Return only those lines of the records below in which "Duration" appears.

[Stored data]
====

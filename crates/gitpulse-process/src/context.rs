use std::sync::Arc;
use std::time::Duration;
use tokio::sync::watch;
use tokio::time::Instant;

use crate::KillReason;

/// Cancellation and deadline carried into every process run
#[derive(Debug, Clone)]
pub struct ExecContext {
    cancelled: watch::Receiver<bool>,
    deadline: Option<Instant>,
}

/// Cancels the [`ExecContext`] it was created with (and all its clones)
#[derive(Debug, Clone)]
pub struct CancelHandle {
    sender: Arc<watch::Sender<bool>>,
}

impl CancelHandle {
    pub fn cancel(&self) {
        self.sender.send_replace(true);
    }
}

impl ExecContext {
    /// A context that is never cancelled and has no deadline
    pub fn background() -> Self {
        // Dropping the sender leaves the flag false forever
        let (_, cancelled) = watch::channel(false);
        Self {
            cancelled,
            deadline: None,
        }
    }

    pub fn with_cancel() -> (Self, CancelHandle) {
        let (sender, cancelled) = watch::channel(false);
        let ctx = Self {
            cancelled,
            deadline: None,
        };
        let handle = CancelHandle {
            sender: Arc::new(sender),
        };
        (ctx, handle)
    }

    pub fn with_timeout(self, timeout: Duration) -> Self {
        self.with_deadline(Instant::now() + timeout)
    }

    /// Narrows the deadline; an earlier existing deadline is kept
    pub fn with_deadline(mut self, deadline: Instant) -> Self {
        self.deadline = Some(match self.deadline {
            Some(existing) => existing.min(deadline),
            None => deadline,
        });
        self
    }

    pub fn deadline(&self) -> Option<Instant> {
        self.deadline
    }

    /// Non-blocking check
    pub fn is_done(&self) -> Option<KillReason> {
        if *self.cancelled.borrow() {
            return Some(KillReason::Cancelled);
        }
        match self.deadline {
            Some(deadline) if Instant::now() >= deadline => Some(KillReason::DeadlineExceeded),
            _ => None,
        }
    }

    /// Resolves once the context is cancelled or its deadline passes
    pub async fn done(&self) -> KillReason {
        let mut cancelled = self.cancelled.clone();
        let wait_cancel = async move {
            loop {
                if *cancelled.borrow_and_update() {
                    return;
                }
                if cancelled.changed().await.is_err() {
                    // Sender gone without cancelling
                    std::future::pending::<()>().await;
                }
            }
        };

        match self.deadline {
            Some(deadline) => tokio::select! {
                _ = wait_cancel => KillReason::Cancelled,
                _ = tokio::time::sleep_until(deadline) => KillReason::DeadlineExceeded,
            },
            None => {
                wait_cancel.await;
                KillReason::Cancelled
            }
        }
    }
}

impl Default for ExecContext {
    fn default() -> Self {
        Self::background()
    }
}

#[cfg(test)]
mod tests {
    use super::*;

    #[tokio::test]
    async fn test_background_never_done() {
        let ctx = ExecContext::background();
        assert_eq!(ctx.is_done(), None);
        let waited = tokio::time::timeout(Duration::from_millis(20), ctx.done()).await;
        assert!(waited.is_err());
    }

    #[tokio::test]
    async fn test_cancel_wakes_all_clones() {
        let (ctx, handle) = ExecContext::with_cancel();
        let clone = ctx.clone();
        let waiter = tokio::spawn(async move { clone.done().await });

        handle.cancel();

        assert_eq!(waiter.await.unwrap(), KillReason::Cancelled);
        assert_eq!(ctx.is_done(), Some(KillReason::Cancelled));
    }

    #[tokio::test]
    async fn test_cancel_survives_dropped_handle() {
        let (ctx, handle) = ExecContext::with_cancel();
        handle.cancel();
        drop(handle);
        assert_eq!(ctx.done().await, KillReason::Cancelled);
    }

    #[tokio::test]
    async fn test_deadline_expires() {
        let ctx = ExecContext::background().with_timeout(Duration::from_millis(10));
        assert_eq!(ctx.done().await, KillReason::DeadlineExceeded);
        assert_eq!(ctx.is_done(), Some(KillReason::DeadlineExceeded));
    }

    #[test]
    fn test_earlier_deadline_wins() {
        let now = Instant::now();
        let ctx = ExecContext::background()
            .with_deadline(now + Duration::from_secs(5))
            .with_deadline(now + Duration::from_secs(60));
        assert_eq!(ctx.deadline(), Some(now + Duration::from_secs(5)));
    }
}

====

◆ **OUTPUT**
use std::time::Duration;
    pub fn with_timeout(self, timeout: Duration) -> Self {
        let waited = tokio::time::timeout(Duration::from_millis(20), ctx.done()).await;
        let ctx = ExecContext::background().with_timeout(Duration::from_millis(10));
            .with_deadline(now + Duration::from_secs(5))
            .with_deadline(now + Duration::from_secs(60));
        assert_eq!(ctx.deadline(), Some(now + Duration::from_secs(5)));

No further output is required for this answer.